Whilst I wondered the door opened, and the sardonic, inscrutable-old-faced man, whom this Khania had called Magician, and who called the Khania, niece, entered and stood before me.
THE FIRST ORDEAL
The shaman advanced to my side and asked me courteously how I fared.
I answered, “Better. Far better, oh, my host—but how are you named?”
“Simbri,” he answered, “and, as I told you by the water, my title is Hereditary Guardian of the Gate. By profession I am the royal Physician in this land.”
“Did you say physician or magician?” I asked carelessly, as though I had not caught the word. He gave me a curious look.
“I said physician, and it is well for you and your companion that I have some skill in my art. Otherwise I think, perhaps, you would not have been alive to-day, O my guest—but how are you named?”
“Holly,” I said.
“O my guest, Holly.”
“Had it not been for the foresight that brought you and the lady Khania to the edge of yonder darksome river, certainly we should not have been alive, venerable Simbri, a foresight that seems to me to savour of magic in such a lonely place. That is why I thought you might have described yourself as a magician, though it is true that you may have been but fishing in those waters.”
“Certainly I was fishing, stranger Holly—for men, and I caught two.”

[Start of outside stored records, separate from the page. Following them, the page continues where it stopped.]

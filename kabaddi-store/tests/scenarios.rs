use chrono::{Duration, Utc};
use kabaddi_core::{
    winner, DomainError, MatchDraft, MatchStatus, ScoreInput, Team, TeamDraft,
};
use kabaddi_store::{
    FileStore, KeyValueStore, MemoryStore, Organizer, OrganizerError, StorageHelper,
};

fn draft(home: &str, away: &str) -> MatchDraft {
    MatchDraft {
        home_team_id: home.into(),
        away_team_id: away.into(),
        location: "Mumbai Arena".into(),
        ground_name: "Kabaddi Ground 1".into(),
        start_time: Utc::now() + Duration::days(1),
    }
}

async fn organizer_with_two_teams() -> Organizer<MemoryStore> {
    let helper = StorageHelper::new(MemoryStore::new());
    helper
        .save_teams(&[
            Team::new("t1", "Thunderbolts", "Mumbai"),
            Team::new("t2", "Desert Storm", "Jaipur"),
        ])
        .await;
    Organizer::new(helper, "current-user")
}

#[tokio::test]
async fn scheduled_match_played_to_completion() {
    let org = organizer_with_two_teams().await;
    let fixture = org.create_match(&draft("t1", "t2")).await.unwrap();
    assert_eq!(fixture.status, MatchStatus::Scheduled);
    assert!(fixture.result.is_none());

    let started = org.start_match(&fixture.id).await.unwrap();
    assert_eq!(started.status, MatchStatus::InProgress);

    org.record_result(&fixture.id, ScoreInput::new(35, 32), None, None)
        .await
        .unwrap();

    let stored = org.helper().get_match_by_id(&fixture.id).await.unwrap();
    assert_eq!(stored.status, MatchStatus::Completed);
    let result = stored.result.unwrap();
    assert_eq!((result.home_score, result.away_score), (35, 32));
    assert_eq!(result.winner_team_id.as_deref(), Some("t1"));
}

#[tokio::test]
async fn drawn_match_has_no_winner() {
    let org = organizer_with_two_teams().await;
    let fixture = org.create_match(&draft("t1", "t2")).await.unwrap();
    let done = org
        .record_result(&fixture.id, ScoreInput::new(30, 30), None, None)
        .await
        .unwrap();
    assert_eq!(done.winner_team_id(), None);
    assert_eq!(winner("t1", "t2", 30, 30), None);
}

#[tokio::test]
async fn match_against_itself_is_rejected_without_writing() {
    let org = organizer_with_two_teams().await;
    let before = org.helper().store().raw("matches");

    let err = org.create_match(&draft("t1", "t1")).await.unwrap_err();
    assert!(matches!(err, OrganizerError::Invalid(DomainError::SameTeams)));
    assert_eq!(org.helper().store().raw("matches"), before);
    assert!(org.helper().get_matches().await.is_empty());
}

#[tokio::test]
async fn deleting_a_team_leaves_its_matches() {
    let org = organizer_with_two_teams().await;
    let fixture = org.create_match(&draft("t1", "t2")).await.unwrap();

    assert!(org.delete_team("t1").await.unwrap());

    let stored = org.helper().get_match_by_id(&fixture.id).await.unwrap();
    assert_eq!(stored, fixture);
    let details = org.match_details(&fixture.id).await.unwrap();
    assert!(details.home.is_none());
    assert_eq!(details.away.map(|t| t.name).as_deref(), Some("Desert Storm"));
}

#[tokio::test]
async fn file_store_survives_reopen() {
    let dir = tempfile::tempdir().unwrap();

    let team = {
        let org = Organizer::new(StorageHelper::new(FileStore::new(dir.path())), "owner");
        org.create_team(&TeamDraft {
            name: "Thunderbolts".into(),
            city: "Mumbai".into(),
            description: Some("League side".into()),
        })
        .await
        .unwrap()
    };

    let reopened = Organizer::new(StorageHelper::new(FileStore::new(dir.path())), "friend");
    assert_eq!(reopened.team(&team.id).await.unwrap(), team);

    let code = team.invite_code.clone().unwrap();
    let joined = reopened.join_team_by_code(&code).await.unwrap().unwrap();
    assert!(joined.is_member("friend"));

    let raw = FileStore::new(dir.path()).get("teams").await.unwrap().unwrap();
    let value: serde_json::Value = serde_json::from_str(&raw).unwrap();
    assert_eq!(value[0]["inviteCode"], code.as_str());
    assert_eq!(value[0]["createdBy"], "owner");
}

#[tokio::test]
async fn unreadable_collection_reads_as_empty() {
    let dir = tempfile::tempdir().unwrap();
    std::fs::write(dir.path().join("matches.json"), "[{\"id\": ").unwrap();

    let helper = StorageHelper::new(FileStore::new(dir.path()));
    assert!(helper.get_matches().await.is_empty());
    assert!(helper.get_match_by_id("m1").await.is_none());
}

“Fishing by chance, host Simbri?”
“Nay, by design, guest Holly. My trade of physician includes the study of future events, for I am the chief of the Shamans or Seers of this land, and, having been warned of your coming quite recently, I awaited your arrival.”
“Indeed, that is strange, most courteous also. So here physician and magician mean the same.”
“You say it,” he answered with a grave bow; “but tell me, if you will, how did you find your way to a land whither visitors do not wander?”
“Oh!” I answered, “perhaps we are but travellers, or perhaps we also have studied—medicine.”
“I think that you must have studied it deeply, since otherwise you would not have lived to cross those mountains in search of—now, what did you seek? Your companion, I think, spoke of a queen—yonder, on the banks of the torrent.”
“Did he? Did he, indeed? Well, that is strange since he seems to have found one, for surely that royal-looking lady, named Khania, who sprang into the stream and saved us, must be a queen.”
“A queen she is, and a great one, for in our land Khania means queen, though how, friend Holly, a man who has lain senseless can have learned this, I do not know. Nor do I know how you come to speak our language.”
“That is simple, for the tongue you talk is very ancient, and as it chances in my own country it has been my lot to study and to teach it. It is Greek, but although it is still spoken in the world, how it reached these mountains I cannot say.”